Many things can float upon the surface of a lake. Boats, most famously, and swimmers, if they position themselves to keep prone and stare up at the sky, and the occasional piece of driftwood, too.
But seeing 3,000 enormous, inflatable, and eye-catching spheres take over an urban body of water is a tad more unusual. Unusual, though not entirely unlikely, for that's just what will officially launch on Saturday, Aug. 22.
That's the date that kicks off the four-week, highly visual run of The Spheres at MacArthur Park. There's nothing small about this art project, from the 10,000 volunteers who've spent the last few months dabbing colorful hues to the floating balls to the reason behind it.
What to do, where to go and what to see
And that reason? Giving youth an opportunity to "transform a cityscape."
The spheres have size, for sure -- they're 4-to-6 feet, so, yep, large-ish -- and 3,000 of them, give or take, will nicely fill the lake, which is about 8.39 acres.
This isn't a question from the SAT; the spheres'll fit nicely (though if you want to do the math in your head, go for it.)
Portraits of Hope, an organization which "conceives and develops one-of-a-kind motivational art projects," projects that serve as "creative therapy for hospitalized children and and civic education for all students." Several hospital patients were among the thousands of volunteers who gave their time to transform the vinyl balls into works of art.

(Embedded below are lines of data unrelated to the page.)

//! Kernel configuration
//!
//! Describes which kernel function the solver should use and its numeric
//! parameters. This is configuration only: the kernel arithmetic itself
//! lives in the solver.

use crate::config::SolverParams;
use crate::core::{Result, SVMError};
use serde::{Deserialize, Serialize};

/// Kernel function tag, matching the classical LIBSVM numbering
/// (`LINEAR=0, POLY=1, RBF=2, SIGMOID=3, PRECOMPUTED=4`).
#[derive(Debug, Clone, Copy, PartialEq, Eq, Hash, Serialize, Deserialize)]
pub enum KernelType {
    /// `K(x,y) = x·y`
    Linear,
    /// `K(x,y) = (γ·x·y + coef0)^degree`
    Polynomial,
    /// `K(x,y) = exp(-γ·‖x-y‖²)`
    Rbf,
    /// `K(x,y) = tanh(γ·x·y + coef0)`
    Sigmoid,
    /// Kernel values supplied by the caller as a precomputed matrix
    Precomputed,
}

/// Validated kernel configuration.
///
/// Construction fails fast: an out-of-domain parameter is rejected here,
/// never at train time. For the kernels that take γ, a value of 0 tells
/// the solver to use its default of `1/feature_count`.
#[derive(Clone, Debug, PartialEq, Serialize, Deserialize)]
pub struct KernelConfig {
    kind: Kind,
}

#[derive(Clone, Debug, PartialEq, Serialize, Deserialize)]
enum Kind {
    Linear,
    Polynomial { gamma: f64, coef0: f64, degree: u32 },
    Rbf { gamma: f64 },
    Sigmoid { gamma: f64, coef0: f64 },
    Precomputed,
}

impl KernelConfig {
    /// Linear kernel, no parameters
    pub fn linear() -> Self {
        Self { kind: Kind::Linear }
    }

    /// RBF (Gaussian) kernel.
    ///
    /// `gamma` must be nonnegative; 0 selects the solver default.
    pub fn rbf(gamma: f64) -> Result<Self> {
        check_gamma(gamma)?;
        Ok(Self {
            kind: Kind::Rbf { gamma },
        })
    }

    /// Sigmoid kernel with coefficient `gamma` and offset `coef0`.
    pub fn sigmoid(gamma: f64, coef0: f64) -> Result<Self> {
        check_gamma(gamma)?;
        Ok(Self {
            kind: Kind::Sigmoid { gamma, coef0 },
        })
    }

    /// Polynomial kernel with coefficient `gamma`, offset `coef0` and
    /// power `degree`. `degree` is unsigned, so d ≥ 0 holds by type.
    pub fn polynomial(gamma: f64, coef0: f64, degree: u32) -> Result<Self> {
        check_gamma(gamma)?;
        Ok(Self {
            kind: Kind::Polynomial {
                gamma,
                coef0,
                degree,
            },
        })
    }

    /// Precomputed kernel: values come with the training data
    pub fn precomputed() -> Self {
        Self {
            kind: Kind::Precomputed,
        }
    }

    /// Which kernel function this configuration selects
    pub fn kernel_type(&self) -> KernelType {
        match self.kind {
            Kind::Linear => KernelType::Linear,
            Kind::Polynomial { .. } => KernelType::Polynomial,
            Kind::Rbf { .. } => KernelType::Rbf,
            Kind::Sigmoid { .. } => KernelType::Sigmoid,
            Kind::Precomputed => KernelType::Precomputed,
        }
    }

    /// γ, for the kernels that have one
    pub fn gamma(&self) -> Option<f64> {
        match self.kind {
            Kind::Polynomial { gamma, .. } | Kind::Rbf { gamma } | Kind::Sigmoid { gamma, .. } => {
                Some(gamma)
            }
            Kind::Linear | Kind::Precomputed => None,
        }
    }

    /// Copy kernel fields into solver-ready parameters. Fields foreign
    /// to the active kernel stay at their neutral values.
    pub(crate) fn configure(&self, params: &mut SolverParams) {
        params.kernel_type = self.kernel_type();
        match self.kind {
            Kind::Linear | Kind::Precomputed => {}
            Kind::Rbf { gamma } => {
                params.gamma = gamma;
            }
            Kind::Sigmoid { gamma, coef0 } => {
                params.gamma = gamma;
                params.coef0 = coef0;
            }
            Kind::Polynomial {
                gamma,
                coef0,
                degree,
            } => {
                params.gamma = gamma;
                params.coef0 = coef0;
                params.degree = degree;
            }
        }
    }
}

impl Default for KernelConfig {
    /// RBF with γ = 0 (solver picks `1/feature_count`)
    fn default() -> Self {
        Self {
            kind: Kind::Rbf { gamma: 0.0 },
        }
    }
}

fn check_gamma(gamma: f64) -> Result<()> {
    if gamma < 0.0 {
        return Err(SVMError::InvalidParameter(format!(
            "gamma must be nonnegative, got: {gamma}"
        )));
    }
    Ok(())
}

If you're thinking you know Projects of Hope, and their beautiful and very on-the-street displays, you do: Tower of Hope, where Beverly Hills meets Century City, is a well-known work helmed by the group. (It's the flower-covered oil well that stands prominently alongside Olympic Boulevard.
The MacArthur Park spheres, given the nature and changeability of water, weather, and vinyl, won't last the same amount of time as The Tower of Hope, but the four-week presentation means a whole lot of people will get to see it, including many of the volunteers that did the painting.

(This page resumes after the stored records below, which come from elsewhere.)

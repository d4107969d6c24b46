//! Remote explainer gateway: the boundary around the external text-generation provider.
//!
//! `Explainer` is the seam the classifier depends on. `OpenAiExplainer` is the real
//! implementation, a minimal chat.completions client. Every provider failure (missing
//! key, transport, HTTP status, empty text) is caught here, logged, and downgraded
//! to `None`. Nothing propagates to callers.
//!
//! NOTE: We never log the API key or full payloads, only sizes and short previews.

use std::time::{Duration, Instant};

use async_trait::async_trait;
use reqwest::header::{AUTHORIZATION, CONTENT_TYPE, USER_AGENT};
use serde::{Deserialize, Serialize};
use tracing::{debug, error, info, instrument};

use crate::config::Prompts;
use crate::util::{fill_template, is_blank, trunc_for_log};

/// Provider-level failures. Never leaves this module except through logs.
#[derive(Debug, thiserror::Error)]
pub enum GatewayError {
  #[error("no API key configured")]
  MissingKey,
  #[error("transport error: {0}")]
  Transport(#[from] reqwest::Error),
  #[error("provider HTTP {status}: {message}")]
  Provider { status: u16, message: String },
  #[error("provider returned an empty response")]
  EmptyResponse,
}

/// Free-text explanations from a remote model. `None` means unavailable.
#[async_trait]
pub trait Explainer: Send + Sync {
  /// Explain a raw error message: meaning, cause, corrected example.
  async fn explain(&self, error_message: &str) -> Option<String>;

  /// Free-form follow-up question about some context.
  async fn ask(&self, context: &str, question: &str) -> Option<String>;

  fn is_enabled(&self) -> bool {
    true
  }
}

#[derive(Clone)]
pub struct OpenAI {
  pub client: reqwest::Client,
  pub api_key: String,
  pub base_url: String,
  pub model: String,
}

impl OpenAI {
  /// Construct the client if we find OPENAI_API_KEY; otherwise return None.
  pub fn from_env() -> Option<Self> {
    let api_key = std::env::var("OPENAI_API_KEY").ok().filter(|k| !is_blank(k))?;
    let base_url = std::env::var("OPENAI_BASE_URL").unwrap_or_else(|_| "https://api.openai.com/v1".into());
    let model = std::env::var("OPENAI_MODEL").unwrap_or_else(|_| "gpt-4o-mini".into());
    Self::new(api_key, base_url, model)
  }

  pub fn new(api_key: String, base_url: String, model: String) -> Option<Self> {
    let client = reqwest::Client::builder()
      .timeout(Duration::from_secs(20))
      .build()
      .map_err(|e| error!(target: "gateway", error = %e, "Failed to build HTTP client"))
      .ok()?;
    Some(Self { client, api_key, base_url, model })
  }

  /// Plain-text chat completion, one round trip. Returns the text verbatim.
  #[instrument(level = "info", skip(self, system, user), fields(model = %self.model, user_len = user.len()))]
  async fn chat_plain(&self, system: &str, user: &str) -> Result<String, GatewayError> {
    if is_blank(&self.api_key) {
      return Err(GatewayError::MissingKey);
    }
    let url = format!("{}/chat/completions", self.base_url.trim_end_matches('/'));
    let req = ChatCompletionRequest {
      model: self.model.clone(),
      messages: vec![
        ChatMessageReq { role: "system".into(), content: system.into() },
        ChatMessageReq { role: "user".into(), content: user.into() },
      ],
      temperature: 0.2,
    };

    let start = Instant::now();
    let res = self
      .client
      .post(&url)
      .header(USER_AGENT, "codenomad-backend/0.1")
      .header(CONTENT_TYPE, "application/json")
      .header(AUTHORIZATION, format!("Bearer {}", self.api_key))
      .json(&req)
      .send()
      .await?;

    if !res.status().is_success() {
      let status = res.status().as_u16();
      let body = res.text().await.unwrap_or_default();
      let message = extract_openai_error(&body).unwrap_or_else(|| trunc_for_log(&body, 200));
      return Err(GatewayError::Provider { status, message });
    }

    let body: ChatCompletionResponse = res.json().await?;
    if let Some(usage) = &body.usage {
      info!(target: "gateway", prompt_tokens = ?usage.prompt_tokens, completion_tokens = ?usage.completion_tokens, total_tokens = ?usage.total_tokens, "Provider usage");
    }
    let text = body
      .choices
      .into_iter()
      .next()
      .and_then(|c| c.message.content)
      .unwrap_or_default();
    debug!(target: "gateway", elapsed = ?start.elapsed(), text_len = text.len(), "Provider response received");

    if is_blank(&text) {
      return Err(GatewayError::EmptyResponse);
    }
    Ok(text)
  }
}

/// `Explainer` backed by an optional OpenAI client. Without a client every call is unavailable.
#[derive(Clone)]
pub struct OpenAiExplainer {
  client: Option<OpenAI>,
  prompts: Prompts,
}

impl OpenAiExplainer {
  pub fn new(client: Option<OpenAI>, prompts: Prompts) -> Self {
    Self { client, prompts }
  }

  pub fn from_env(prompts: Prompts) -> Self {
    let client = OpenAI::from_env();
    match &client {
      Some(oa) => info!(target: "codenomad_backend", base_url = %oa.base_url, model = %oa.model, "Remote explainer enabled."),
      None => info!(target: "codenomad_backend", "Remote explainer disabled (no OPENAI_API_KEY). Offline rules only."),
    }
    Self::new(client, prompts)
  }

  async fn try_explain(&self, error_message: &str) -> Result<String, GatewayError> {
    let oa = self.client.as_ref().ok_or(GatewayError::MissingKey)?;
    let user = fill_template(&self.prompts.explain_error_template, &[("error", error_message)]);
    oa.chat_plain(&self.prompts.system, &user).await
  }

  async fn try_ask(&self, context: &str, question: &str) -> Result<String, GatewayError> {
    let oa = self.client.as_ref().ok_or(GatewayError::MissingKey)?;
    let user = fill_template(&self.prompts.ask_template, &[("context", context), ("question", question)]);
    oa.chat_plain(&self.prompts.system, &user).await
  }
}

#[async_trait]
impl Explainer for OpenAiExplainer {
  #[instrument(level = "info", skip(self, error_message), fields(error_len = error_message.len()))]
  async fn explain(&self, error_message: &str) -> Option<String> {
    match self.try_explain(error_message).await {
      Ok(text) => Some(text),
      Err(GatewayError::MissingKey) => {
        debug!(target: "gateway", "explain skipped: no API key");
        None
      }
      Err(e) => {
        error!(target: "gateway", error = %e, preview = %trunc_for_log(error_message, 80), "explain failed; reporting unavailable");
        None
      }
    }
  }

  #[instrument(level = "info", skip(self, context, question), fields(context_len = context.len(), question_len = question.len()))]
  async fn ask(&self, context: &str, question: &str) -> Option<String> {
    match self.try_ask(context, question).await {
      Ok(text) => Some(text),
      Err(GatewayError::MissingKey) => {
        debug!(target: "gateway", "ask skipped: no API key");
        None
      }
      Err(e) => {
        error!(target: "gateway", error = %e, "ask failed; reporting unavailable");
        None
      }
    }
  }

  fn is_enabled(&self) -> bool {
    self.client.is_some()
  }
}

// --- Chat DTOs ---

#[derive(Serialize)]
struct ChatCompletionRequest {
  model: String,
  messages: Vec<ChatMessageReq>,
  temperature: f32,
}
#[derive(Serialize)]
struct ChatMessageReq {
  role: String,
  content: String,
}

#[derive(Deserialize)]
struct ChatCompletionResponse {
  choices: Vec<ChatChoice>,
  #[serde(default)]
  usage: Option<Usage>,
}
#[derive(Deserialize)]
struct ChatChoice {
  message: ChatMessageResp,
}
#[derive(Deserialize)]
struct ChatMessageResp {
  content: Option<String>,
}
#[derive(Deserialize)]
struct Usage {
  #[serde(default)]
  prompt_tokens: Option<u32>,
  #[serde(default)]
  completion_tokens: Option<u32>,
  #[serde(default)]
  total_tokens: Option<u32>,
}

/// Try to extract a clean error message from an OpenAI error body.
fn extract_openai_error(body: &str) -> Option<String> {
  #[derive(Deserialize)]
  struct EWrap {
    error: EObj,
  }
  #[derive(Deserialize)]
  struct EObj {
    message: String,
  }
  serde_json::from_str::<EWrap>(body).ok().map(|w| w.error.message)
}

#[cfg(test)]
mod tests {
  use std::sync::{Arc, Mutex};

  use axum::{extract::State, http::StatusCode, routing::post, Json, Router};
  use serde_json::{json, Value};
  use tokio::net::TcpListener;

  use super::*;

  #[derive(Clone)]
  struct Fake {
    status: StatusCode,
    reply: Value,
    seen: Arc<Mutex<Vec<Value>>>,
  }

  async fn completions(State(fake): State<Fake>, Json(body): Json<Value>) -> (StatusCode, Json<Value>) {
    fake.seen.lock().unwrap().push(body);
    (fake.status, Json(fake.reply.clone()))
  }

  /// Serve a fake `/chat/completions` on an ephemeral port; returns base URL and captured request bodies.
  async fn spawn_provider(status: StatusCode, reply: Value) -> (String, Arc<Mutex<Vec<Value>>>) {
    let seen = Arc::new(Mutex::new(Vec::new()));
    let app = Router::new()
      .route("/v1/chat/completions", post(completions))
      .with_state(Fake { status, reply, seen: seen.clone() });
    let listener = TcpListener::bind("127.0.0.1:0").await.unwrap();
    let addr = listener.local_addr().unwrap();
    tokio::spawn(async move {
      axum::serve(listener, app).await.unwrap();
    });
    (format!("http://{}/v1", addr), seen)
  }

  fn explainer_for(base_url: String) -> OpenAiExplainer {
    let oa = OpenAI::new("test-key".into(), base_url, "test-model".into()).unwrap();
    OpenAiExplainer::new(Some(oa), Prompts::default())
  }

  fn completion(text: &str) -> Value {
    json!({ "choices": [{ "message": { "content": text } }], "usage": { "total_tokens": 3 } })
  }

  #[tokio::test]
  async fn explain_returns_provider_text_verbatim_and_embeds_error() {
    let (url, seen) = spawn_provider(StatusCode::OK, completion("  It means X.\n")).await;
    let ex = explainer_for(url);

    let out = ex.explain("KeyError: 'name'").await;
    assert_eq!(out.as_deref(), Some("  It means X.\n"));

    let seen = seen.lock().unwrap();
    assert_eq!(seen.len(), 1);
    assert_eq!(seen[0]["model"], "test-model");
    let user = seen[0]["messages"][1]["content"].as_str().unwrap();
    assert!(user.contains("KeyError: 'name'"));
    assert!(user.contains("What does it mean?"));
  }

  #[tokio::test]
  async fn ask_embeds_context_and_question() {
    let (url, seen) = spawn_provider(StatusCode::OK, completion("Because.")).await;
    let ex = explainer_for(url);

    assert_eq!(ex.ask("def f(): pass", "why pass?").await.as_deref(), Some("Because."));
    let user = seen.lock().unwrap()[0]["messages"][1]["content"].as_str().unwrap().to_string();
    assert!(user.contains("Context: def f(): pass"));
    assert!(user.contains("User Question: why pass?"));
  }

  #[tokio::test]
  async fn empty_text_is_unavailable() {
    let (url, _) = spawn_provider(StatusCode::OK, completion("   ")).await;
    assert!(explainer_for(url).explain("boom").await.is_none());
  }

  #[tokio::test]
  async fn provider_error_status_is_unavailable() {
    let (url, seen) = spawn_provider(StatusCode::UNAUTHORIZED, json!({ "error": { "message": "bad key" } })).await;
    let ex = explainer_for(url);
    assert!(ex.explain("boom").await.is_none());
    assert!(ex.ask("c", "q").await.is_none());
    // no retries: one request per call
    assert_eq!(seen.lock().unwrap().len(), 2);
  }

  #[tokio::test]
  async fn unreachable_provider_is_unavailable() {
    let listener = TcpListener::bind("127.0.0.1:0").await.unwrap();
    let addr = listener.local_addr().unwrap();
    drop(listener);
    assert!(explainer_for(format!("http://{}/v1", addr)).explain("boom").await.is_none());
  }

  #[tokio::test]
  async fn missing_client_is_unavailable() {
    let ex = OpenAiExplainer::new(None, Prompts::default());
    assert!(!ex.is_enabled());
    assert!(ex.explain("boom").await.is_none());
    assert!(ex.ask("c", "q").await.is_none());
  }

  #[test]
  fn extracts_openai_error_message() {
    assert_eq!(extract_openai_error(r#"{"error":{"message":"quota"}}"#).as_deref(), Some("quota"));
    assert!(extract_openai_error("<html>").is_none());
  }
}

As for the spheres? They'll be changed out, for fresh orbs, "every five days or so." After all the balls have done their spirit-raising, inspiring duty, they'll be donated to "schools, hospitals, and other organizations."
Which means that SoCalers may see the bright floatable artworks for years to come, starting in MacArthur Park and then, perhaps, in their own neighborhood.
It's a come-together testament to communitiy, to long hours, and to the idea that some surprise pizzazz, via public art, can enhance our city, not just visually, but that-is-so-awesome-ly, too.
It's set to be a stunner of a sight, with the stark, tall lines of downtown's skyscrapers in the background contrasting with the color-pow roundness of the balls.
True, we called the spheres "enormous" earlier, but just to drive home the fact that these aren't the size of golf balls or even basketballs. They'll load up a large lake, easily.
MacArthur Park is at 2230 W. Sixth St.